This is where I spend my time now

My friends... I think I've become a little bit obsessed. You know what I spend most of my time either thinking about or doing? Knitting. Seriously. You know the funny thing is that when I started my knitting class (which ended this past Saturday), I was the worst one in the class. I left that first class feeling kind of discouraged, really. But I practiced and practiced. And practiced. And after a few days I stopped by to see the instructor because I couldn't purl right and I wanted to be able to practice that the right way before our next class. And after our four Saturdays (2 hours each time), I felt like I was doing pretty well! In the end, I think the fact that I've knitted at least a little almost every day since I started has really helped my case.

So, I finished my first project, which was just a fairly simple hat.
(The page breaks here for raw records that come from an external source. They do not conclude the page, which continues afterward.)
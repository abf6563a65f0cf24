//! Declarative object selection.
//!
//! A selection is built from a [`Field`] token obtained from an object type
//! and turned into an [`Expr`] with one of the comparison, nullity or
//! membership builders. Expressions combine with [`Expr::and`] / [`Expr::or`]
//! (or `&` / `|`) and are evaluated against a single object:
//!
//! ```
//! use celestial_chart::models::Dso;
//! use celestial_chart::select::Selectable;
//!
//! let bright_or_unknown = Dso::attr("magnitude").is_null() | Dso::attr("magnitude").le(8.0);
//! let messier = Dso::attr("name").is_in(["NGC1976", "NGC0224"]);
//! let filters = vec![bright_or_unknown & messier];
//! # let _ = filters;
//! ```
//!
//! Evaluation distinguishes two situations that look alike at first:
//!
//! - the attribute exists on the type but is null on the instance: value
//!   predicates are `false`, `is_null` is `true`;
//! - the attribute does not exist on the type at all: evaluation fails with
//!   [`Error::UnknownAttribute`](crate::Error::UnknownAttribute).

mod expr;
mod value;

pub use expr::{evaluate_all, find, CompareOp, Expr};
pub use value::Value;

use std::fmt;
use std::marker::PhantomData;

use crate::error::Result;

/// An object type whose attributes can be referenced by selection
/// expressions.
pub trait Selectable {
    /// Type name used in error messages.
    const KIND: &'static str;

    /// Looks up `attribute` on this object.
    ///
    /// Returns `Ok(None)` when the attribute exists but is null, and
    /// [`Error::UnknownAttribute`](crate::Error::UnknownAttribute) when the
    /// type has no such attribute.
    fn value(&self, attribute: &str) -> Result<Option<Value>>;

    /// Field accessor token for `name`. The name is not checked until the
    /// expression is evaluated.
    fn attr(name: &str) -> Field<Self>
    where
        Self: Sized,
    {
        Field::new(name)
    }
}

/// A named attribute of object type `T`.
pub struct Field<T> {
    name: String,
    _object: PhantomData<fn() -> T>,
}

impl<T> Field<T> {
    pub fn new(name: impl Into<String>) -> Self {
        Self {
            name: name.into(),
            _object: PhantomData,
        }
    }

    pub fn name(&self) -> &str {
        &self.name
    }

    fn compare(self, op: CompareOp, value: impl Into<Value>) -> Expr<T> {
        Expr::Compare {
            field: self,
            op,
            value: value.into(),
        }
    }

    pub fn lt(self, value: impl Into<Value>) -> Expr<T> {
        self.compare(CompareOp::Lt, value)
    }

    pub fn le(self, value: impl Into<Value>) -> Expr<T> {
        self.compare(CompareOp::Le, value)
    }

    pub fn gt(self, value: impl Into<Value>) -> Expr<T> {
        self.compare(CompareOp::Gt, value)
    }

    pub fn ge(self, value: impl Into<Value>) -> Expr<T> {
        self.compare(CompareOp::Ge, value)
    }

    pub fn equals(self, value: impl Into<Value>) -> Expr<T> {
        self.compare(CompareOp::Eq, value)
    }

    pub fn not_equals(self, value: impl Into<Value>) -> Expr<T> {
        self.compare(CompareOp::Ne, value)
    }

    pub fn is_null(self) -> Expr<T> {
        Expr::Null {
            field: self,
            negated: false,
        }
    }

    pub fn is_not_null(self) -> Expr<T> {
        Expr::Null {
            field: self,
            negated: true,
        }
    }

    pub fn is_in<I, V>(self, values: I) -> Expr<T>
    where
        I: IntoIterator<Item = V>,
        V: Into<Value>,
    {
        Expr::Membership {
            field: self,
            values: values.into_iter().map(Into::into).collect(),
            negated: false,
        }
    }

    pub fn is_not_in<I, V>(self, values: I) -> Expr<T>
    where
        I: IntoIterator<Item = V>,
        V: Into<Value>,
    {
        Expr::Membership {
            field: self,
            values: values.into_iter().map(Into::into).collect(),
            negated: true,
        }
    }
}

impl<T> Clone for Field<T> {
    fn clone(&self) -> Self {
        Self::new(self.name.clone())
    }
}

impl<T> fmt::Debug for Field<T> {
    fn fmt(&self, f: &mut fmt::Formatter<'_>) -> fmt::Result {
        f.debug_tuple("Field").field(&self.name).finish()
    }
}

impl<T> fmt::Display for Field<T> {
    fn fmt(&self, f: &mut fmt::Formatter<'_>) -> fmt::Result {
        f.write_str(&self.name)
    }
}
use super::dso::finite;
use crate::catalog::{StarCatalog, StarRow};
use crate::error::{Error, Result};
use crate::select::{find, Selectable, Value};
use crate::surface::SkyRegion;

/// A star built from one catalog row.
#[derive(Debug, Clone, PartialEq)]
pub struct Star {
    pub name: Option<String>,
    /// Hipparcos catalog number.
    pub hip: Option<u32>,
    /// Right ascension, in hours.
    pub ra: f64,
    /// Declination, in degrees.
    pub dec: f64,
    pub magnitude: f64,
    /// B-V color index.
    pub bv: Option<f64>,
}

impl Star {
    pub fn new(name: &str, magnitude: f64, ra: f64, dec: f64) -> Self {
        Self {
            name: Some(name.to_string()),
            hip: None,
            ra,
            dec,
            magnitude,
            bv: None,
        }
    }

    /// Returns `None` when the row has no position.
    pub fn from_row(row: &StarRow) -> Option<Star> {
        Some(Star {
            name: row.name.clone(),
            hip: row.hip,
            ra: row.ra_degrees? / 15.0,
            dec: row.dec_degrees?,
            magnitude: row.magnitude,
            bv: finite(row.bv),
        })
    }

    /// First star in `catalog` named `name`, anywhere on the sky.
    pub fn get<C: StarCatalog + ?Sized>(catalog: &C, name: &str) -> Result<Option<Star>> {
        if name.trim().is_empty() {
            return Err(Error::InvalidArgument(
                "a star name is required".to_string(),
            ));
        }
        let rows = catalog.query(&SkyRegion::full())?;
        let stars = rows
            .iter()
            .filter_map(Star::from_row);
        let found = find(stars, &[Star::attr("name").equals(name)])?;
        Ok(found.into_iter().next())
    }
}

impl Selectable for Star {
    const KIND: &'static str = "Star";

    fn value(&self, attribute: &str) -> Result<Option<Value>> {
        let value = match attribute {
            "name" => self.name.as_ref().map(Value::from),
            "hip" => self.hip.map(Value::from),
            "ra" => Some(Value::Float(self.ra)),
            "dec" => Some(Value::Float(self.dec)),
            "magnitude" => Some(Value::Float(self.magnitude)),
            "bv" => self.bv.map(Value::Float),
            _ => return Err(Error::unknown_attribute(Self::KIND, attribute)),
        };
        Ok(value)
    }
}

#[cfg(test)]
mod tests {
    use super::*;
    use crate::catalog::StarTable;

    #[test]
    fn from_row_requires_position() {
        let row = StarRow {
            name: Some("Sirius".to_string()),
            hip: Some(32349),
            ra_degrees: Some(101.287),
            dec_degrees: Some(-16.716),
            magnitude: -1.44,
            bv: Some(0.009),
        };
        let star = Star::from_row(&row).unwrap();
        assert_eq!(star.hip, Some(32349));
        assert!((star.ra - 6.7525).abs() < 1e-3);

        let unplaced = StarRow {
            dec_degrees: None,
            ..row
        };
        assert!(Star::from_row(&unplaced).is_none());
    }

    #[test]
    fn nan_color_index_is_null() {
        let row = StarRow {
            name: Some("Rigel".to_string()),
            hip: Some(24436),
            ra_degrees: Some(78.63),
            dec_degrees: Some(-8.2),
            magnitude: 0.13,
            bv: Some(f64::NAN),
        };
        let star = Star::from_row(&row).unwrap();
        assert_eq!(star.bv, None);
        assert_eq!(star.value("bv").unwrap(), None);
    }

    fn catalog() -> StarTable {
        let row = |name: &str, hip, ra_degrees, dec_degrees, magnitude| StarRow {
            name: Some(name.to_string()),
            hip: Some(hip),
            ra_degrees: Some(ra_degrees),
            dec_degrees: Some(dec_degrees),
            magnitude,
            bv: None,
        };
        StarTable::new(vec![
            row("Betelgeuse", 27989, 88.79, 7.41, 0.45),
            row("Vega", 91262, 279.23, 38.78, 0.03),
            StarRow {
                name: None,
                ..row("", 1, 10.0, 10.0, 9.0)
            },
        ])
    }

    #[test]
    fn get_finds_star_by_name() {
        let vega = Star::get(&catalog(), "Vega").unwrap().unwrap();
        assert_eq!(vega.hip, Some(91262));
        assert!(Star::get(&catalog(), "Polaris").unwrap().is_none());
    }

    #[test]
    fn get_requires_a_name() {
        let err = Star::get(&catalog(), " ").unwrap_err();
        assert!(matches!(err, Error::InvalidArgument(_)));
    }

    #[test]
    fn hip_is_an_integer_attribute() {
        let mut star = Star::new("Sirius", -1.44, 6.75, -16.7);
        assert_eq!(star.value("hip").unwrap(), None);
        star.hip = Some(32349);
        assert_eq!(star.value("hip").unwrap(), Some(Value::Int(32349)));
    }
}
It turned out even better than I thought it would and I'm really quite proud of it! (This is not a good picture of me, but it shows off my hat!)


I stopped by the yarn store this past Tuesday to see my instructor (even though the class is finished, she says we can stop by and she'll help if it's not busy) and she helped me a little with the seam in the back. Not that you can even see it in this picture. But at least now I know how to do it so the seam isn't showing when the cuff is folded up.
Speaking of my knitting class and my teacher, I just want to say how much I enjoyed the class and how I love my teacher! There were only six of us in the class (it's kept small on purpose) and in addition to the teacher, Kathy, there was another lady, Alison, who helped out. So we could get really individual attention on just about everything we did. I also like that Kathy made the point that we could really create our own stuff; we don't have to follow a pattern on everything. Or we could take what we like from a pattern and change it to fit how we want it to be. I really love that store and the people who work there. They offer other classes, so once I get a little more "basic" knitting under my belt, I'll probably be taking other things from there. It's so fun!
I've already started my next project - a scarf for my mom. I asked Mom if she'd be a little bit of a guinea pig for me, so I could make stuff and send it to her and not worry about it being exactly perfect. Of course, because my mom loves me and because she's awesome, she agreed to do so! I wanted to practice moss stitch and seed stitch, so I'm doing a scarf with that stitching in it, along with some regular garter stitch thrown in. Here's a picture from when I first started it:


I had the garter base and had just started the moss stitch, but I ended up tearing all of this out because I decided I wanted it to be wider. This picture doesn't really do it justice, but I really love this yarn. I want to live in this yarn. The colours are just beautiful! I'll be taking a picture of the scarf when I'm finished, so maybe that will show the colours better.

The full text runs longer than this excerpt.